• EXERCISE OBJECTIVE
Of the lines below, report only those that contain "nanosec".

• DATA FOR PROCESSING
·····

//! Collapsed live views over event streams that may arrive out of order or
//! more than once.

use std::borrow::Cow;
use std::collections::{BTreeMap, HashMap, VecDeque};

use serde_json::{Value, json};

/// Latest transform per child frame, merged from `/tf` messages.
///
/// A transform stamped earlier than the one already held for its child
/// frame is discarded, so a late frame can never roll the view back.
#[derive(Debug, Default)]
pub struct TfView {
    frames: BTreeMap<String, StampedTransform>,
}

#[derive(Debug)]
struct StampedTransform {
    stamp_ns: i128,
    transform: Value,
}

impl TfView {
    pub fn new() -> Self {
        Self::default()
    }

    /// Merge a `tf2_msgs/TFMessage`. Returns `true` when the view changed.
    pub fn merge(&mut self, msg: &Value) -> bool {
        let Some(transforms) = msg.get("transforms").and_then(Value::as_array) else {
            return false;
        };

        let mut changed = false;
        for transform in transforms {
            let Some(child) = transform.get("child_frame_id").and_then(Value::as_str) else {
                continue;
            };
            let stamp_ns = stamp_nanos(transform);
            match self.frames.get(child) {
                Some(held) if stamp_ns < held.stamp_ns || held.transform == *transform => {}
                _ => {
                    self.frames.insert(
                        child.to_string(),
                        StampedTransform {
                            stamp_ns,
                            transform: transform.clone(),
                        },
                    );
                    changed = true;
                }
            }
        }
        changed
    }

    /// The merged view as a `TFMessage`, ordered by child frame.
    pub fn snapshot(&self) -> Value {
        let transforms: Vec<&Value> = self.frames.values().map(|f| &f.transform).collect();
        json!({ "transforms": transforms })
    }

    pub fn len(&self) -> usize {
        self.frames.len()
    }

    /// Forget every frame, e.g. after the robot restarted and its clock
    /// may have gone backwards.
    pub fn clear(&mut self) {
        self.frames.clear();
    }

    pub fn is_empty(&self) -> bool {
        self.frames.is_empty()
    }
}

/// Header stamp in nanoseconds. Accepts ROS 2 (`sec`/`nanosec`) and ROS 1
/// (`secs`/`nsecs`) field names; a missing stamp counts as zero.
fn stamp_nanos(transform: &Value) -> i128 {
    let stamp = &transform["header"]["stamp"];
    let secs = stamp
        .get("sec")
        .or_else(|| stamp.get("secs"))
        .and_then(Value::as_i64)
        .unwrap_or(0);
    let nanos = stamp
        .get("nanosec")
        .or_else(|| stamp.get("nsecs"))
        .and_then(Value::as_i64)
        .unwrap_or(0);
    i128::from(secs) * 1_000_000_000 + i128::from(nanos)
}

/// How many missions [`MissionQueueView`] remembers before evicting the
/// oldest.
pub const MISSION_HISTORY: usize = 512;

/// Last known status per mission, used to drop duplicate queue events.
///
/// Two events are duplicates when they name the same mission with the same
/// status; other fields (stamps, progress) are ignored. Only the most
/// recently seen [`MISSION_HISTORY`] missions are remembered.
#[derive(Debug)]
pub struct MissionQueueView {
    capacity: usize,
    statuses: HashMap<String, String>,
    order: VecDeque<String>,
}

impl Default for MissionQueueView {
    fn default() -> Self {
        Self::with_capacity(MISSION_HISTORY)
    }
}

impl MissionQueueView {
    pub fn new() -> Self {
        Self::default()
    }

    pub fn with_capacity(capacity: usize) -> Self {
        Self {
            capacity: capacity.max(1),
            statuses: HashMap::new(),
            order: VecDeque::new(),
        }
    }

    /// Record a mission event. Returns `false` when the event repeats the
    /// status already known for that mission and should not be relayed.
    ///
    /// Events without a recognisable mission id are always relayed.
    pub fn apply(&mut self, msg: &Value) -> bool {
        let body = unwrap_string_body(msg);
        let Some(id) = mission_id(&body) else {
            return true;
        };
        let status = mission_status(&body);
        if self.statuses.get(&id) == Some(&status) {
            return false;
        }

        if self.statuses.insert(id.clone(), status).is_none() {
            self.order.push_back(id);
            while self.order.len() > self.capacity {
                if let Some(oldest) = self.order.pop_front() {
                    self.statuses.remove(&oldest);
                }
            }
        }
        true
    }

    /// Last known status of `id`.
    pub fn status(&self, id: &str) -> Option<&str> {
        self.statuses.get(id).map(String::as_str)
    }

    pub fn len(&self) -> usize {
        self.statuses.len()
    }

    pub fn is_empty(&self) -> bool {
        self.statuses.is_empty()
    }

    pub fn clear(&mut self) {
        self.statuses.clear();
        self.order.clear();
    }
}

/// `std_msgs/String` events carry their JSON body in `data`; unwrap it when
/// it holds an object.
fn unwrap_string_body(msg: &Value) -> Cow<'_, Value> {
    if let Some(Value::String(data)) = msg.get("data")
        && let Ok(inner @ Value::Object(_)) = serde_json::from_str::<Value>(data)
    {
        return Cow::Owned(inner);
    }
    Cow::Borrowed(msg)
}

fn mission_id(body: &Value) -> Option<String> {
    let raw = ["mission_id", "missionId", "id"]
        .iter()
        .find_map(|key| body.get(*key))?;
    match raw {
        Value::String(s) if !s.is_empty() => Some(s.clone()),
        Value::Number(n) => Some(n.to_string()),
        _ => None,
    }
}

/// The `status` (or `state`) field as text. Events without one compare by
/// their whole body.
fn mission_status(body: &Value) -> String {
    match body.get("status").or_else(|| body.get("state")) {
        Some(Value::String(s)) => s.clone(),
        Some(other) => other.to_string(),
        None => body.to_string(),
    }
}

#[cfg(test)]
mod tests {
    use super::*;

    fn tf(child: &str, sec: i64, x: f64) -> Value {
        json!({
            "header": {"frame_id": "map", "stamp": {"sec": sec, "nanosec": 0}},
            "child_frame_id": child,
            "transform": {"translation": {"x": x, "y": 0.0, "z": 0.0}}
        })
    }

    #[test]
    fn newer_transform_replaces_older() {
        let mut view = TfView::new();
        assert!(view.merge(&json!({"transforms": [tf("base_link", 10, 1.0)]})));
        assert!(view.merge(&json!({"transforms": [tf("base_link", 11, 2.0)]})));
        assert_eq!(view.snapshot()["transforms"][0]["transform"]["translation"]["x"], 2.0);
    }

    #[test]
    fn out_of_order_transform_is_discarded() {
        let mut view = TfView::new();
        view.merge(&json!({"transforms": [tf("base_link", 11, 2.0)]}));
        assert!(!view.merge(&json!({"transforms": [tf("base_link", 10, 1.0)]})));
        assert_eq!(view.snapshot()["transforms"][0]["transform"]["translation"]["x"], 2.0);
    }

    #[test]
    fn duplicate_transform_is_not_a_change() {
        let mut view = TfView::new();
        view.merge(&json!({"transforms": [tf("base_link", 10, 1.0)]}));
        assert!(!view.merge(&json!({"transforms": [tf("base_link", 10, 1.0)]})));
    }

    #[test]
    fn frames_merge_independently() {
        let mut view = TfView::new();
        view.merge(&json!({"transforms": [tf("odom", 5, 0.0), tf("base_link", 5, 1.0)]}));
        view.merge(&json!({"transforms": [tf("laser", 6, 0.2)]}));
        assert_eq!(view.len(), 3);
        let snapshot = view.snapshot();
        let children: Vec<&str> = snapshot["transforms"]
            .as_array()
            .unwrap()
            .iter()
            .map(|t| t["child_frame_id"].as_str().unwrap())
            .collect();
        assert_eq!(children, vec!["base_link", "laser", "odom"]);
    }

    #[test]
    fn message_without_transforms_is_ignored() {
        let mut view = TfView::new();
        assert!(!view.merge(&json!({"data": 1})));
        assert!(view.is_empty());
    }

    #[test]
    fn duplicate_mission_status_collapses() {
        let mut view = MissionQueueView::new();
        let running = json!({"mission_id": "m1", "status": "running"});
        assert!(view.apply(&running));
        assert!(!view.apply(&running));
        assert!(view.apply(&json!({"mission_id": "m1", "status": "done"})));
        assert_eq!(view.status("m1"), Some("done"));
    }

    #[test]
    fn numeric_mission_ids_are_tracked() {
        let mut view = MissionQueueView::new();
        assert!(view.apply(&json!({"id": 7, "status": "queued"})));
        assert!(!view.apply(&json!({"id": 7, "status": "queued"})));
        assert_eq!(view.len(), 1);
    }

    #[test]
    fn string_wrapped_events_are_unwrapped() {
        let mut view = MissionQueueView::new();
        let event = json!({"data": "{\"mission_id\":\"m9\",\"status\":\"queued\"}"});
        assert!(view.apply(&event));
        assert!(!view.apply(&event));
        assert_eq!(view.status("m9"), Some("queued"));
    }

    #[test]
    fn events_without_id_always_pass() {
        let mut view = MissionQueueView::new();
        let anonymous = json!({"status": "queued"});
        assert!(view.apply(&anonymous));
        assert!(view.apply(&anonymous));
        assert!(view.is_empty());
    }

    #[test]
    fn same_status_with_new_stamp_is_a_duplicate() {
        let mut view = MissionQueueView::new();
        assert!(view.apply(&json!({"mission_id": "m1", "status": "running", "stamp": 1})));
        assert!(!view.apply(&json!({"mission_id": "m1", "status": "running", "stamp": 2})));
        assert!(view.apply(&json!({"mission_id": "m1", "status": "done", "stamp": 3})));
    }

    #[test]
    fn oldest_missions_are_evicted_past_capacity() {
        let mut view = MissionQueueView::with_capacity(2);
        view.apply(&json!({"id": "a", "status": "done"}));
        view.apply(&json!({"id": "b", "status": "done"}));
        view.apply(&json!({"id": "c", "status": "done"}));
        assert_eq!(view.len(), 2);
        assert_eq!(view.status("a"), None);
        assert_eq!(view.status("c"), Some("done"));
    }

    #[test]
    fn cleared_tf_view_accepts_older_stamps() {
        let mut view = TfView::new();
        view.merge(&json!({"transforms": [tf("base_link", 1000, 1.0)]}));
        view.clear();
        assert!(view.merge(&json!({"transforms": [tf("base_link", 5, 2.0)]})));
        assert_eq!(view.snapshot()["transforms"][0]["transform"]["translation"]["x"], 2.0);
    }
}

·····

• FINISHED TASK
/// Header stamp in nanoseconds. Accepts ROS 2 (`sec`/`nanosec`) and ROS 1
        .get("nanosec")
            "header": {"frame_id": "map", "stamp": {"sec": sec, "nanosec": 0}},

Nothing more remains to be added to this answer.